In terms of driving investment demand, WGC is working with local stakeholders to improve investment demand and product innovation in the institutional sector. Several drivers exist for retail gold investment, including rising inflationary pressure, lower opportunity costs, increased uncertainties, and growing wealth management awareness among younger consumers, Wang said.
As such, Wang said demand outlook is “well above” pre-pandemic levels, and the industry is headed for a sustainable future. He said he has “full confidence” that there will be healthy demand again this year – likely two-digit growth, given trends seen in the first two months.
Paul Wilson, CEO World Platinum Investment Council, noted the “unusually higher demand” for investor interest in platinum. While the picture in 2020 was largely one of deficit because investment demand was high, there has been increasing supply over last two years, and mine supply recovered last year along with an increase in production, though supply is not expected to grow too much in 2022, he said.
Despite a chip shortage, there has been continued recovery in automotive market, so demand for catalysts has gone up, Wilson noted. There is “considerable” demand potential for platinum worldwide, including for heavy vehicle platinum loadings in China. Decarbonisation is also driving platinum demand, as the metal is an essential component in producing green hydrogen. “Once the market realises this, there will be booming exchange-traded fund (ETF) demand”, Wilson said
“The reality is that there is a tightness in the platinum market worldwide. Investment demand is expected to soak up excess supply. China is driving massive consumption in platinum. Going forward, times look pretty good”, Wilson said.

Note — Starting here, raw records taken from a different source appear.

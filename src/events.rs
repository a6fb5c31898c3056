use chrono::NaiveDate;
use serde::{Deserialize, Serialize};
use tokio::sync::mpsc;
use tracing::{info, warn};

/// Domain events emitted by the planning and execution services.
#[derive(Debug, Clone, Serialize, Deserialize)]
pub enum Event {
    OrderIngested {
        order_id: i32,
        target_purchase_date: Option<NaiveDate>,
    },
    DayPlanned {
        date: NaiveDate,
        assigned_count: u64,
        route_count: u64,
    },
    RouteGenerated {
        route_id: i32,
    },
    StopStatusChanged {
        route_id: i32,
        stop_id: i32,
        new_status: String,
    },
    PurchaseFailureRecorded {
        failure_id: i32,
        item_id: i32,
        store_id: i32,
    },
}

#[derive(Debug, Clone)]
pub struct EventSender {
    sender: mpsc::Sender<Event>,
}

impl EventSender {
    pub fn new(sender: mpsc::Sender<Event>) -> Self {
        Self { sender }
    }

    /// Sends an event; event delivery is best-effort and never fails the
    /// originating operation.
    pub async fn send(&self, event: Event) {
        if let Err(e) = self.sender.send(event).await {
            warn!(error = %e, "event channel closed, dropping event");
        }
    }
}

/// Background consumer. Today this only logs; notification fan-out hangs off
/// this loop.
pub async fn process_events(mut receiver: mpsc::Receiver<Event>) {
    while let Some(event) = receiver.recv().await {
        info!(?event, "domain event");
    }
}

Nikos Kavalis, Metals Focus founding partner provided an outlook for the sector against the escalation of hostilities in Ukraine, which has catalysed a rapid rally across all precious metals. According to him, the war will have a short-term impact and the price of gold will eventually will return to hinge on macro factors, meaning liquidation and correction is expected.
Kavalis also pointed out that the rate of inflation, which has risen to multi-decade highs, and levels not seen since the 1980s, has had a muted effect on gold. He explained this to be because gold’s links with inflation is weak and inconsistent over time, and that the link is indirect and mainly seen through real rates and yields.
“The consensus that high inflation is transitory and will not last long. This has capped interest rates in gold”, he said. On the back of macroeconomic developments, robust physical investment expected to remain a theme in 2022, Kavalis added.
For silver, Kavalis said a transition is currently underway in the market – the silver market is moving from structural surplus to structural deficit over the coming decade. This is a result of industrial demand, particularly green energy and technologies, and an increase in the use of silver-bearing components in mobility. All this points to healthy growth in the years ahead and offers silver support going forward, he said.
“Once the dust settles, gold and silver will be supported due to adjustment of interest rate hike adjustments, which we believe has gone too far”, Kavalis said, adding that he will not be surprised if gold drops to less than 1,700 by the end of the year. “But case for diversification remains solid”, he concluded.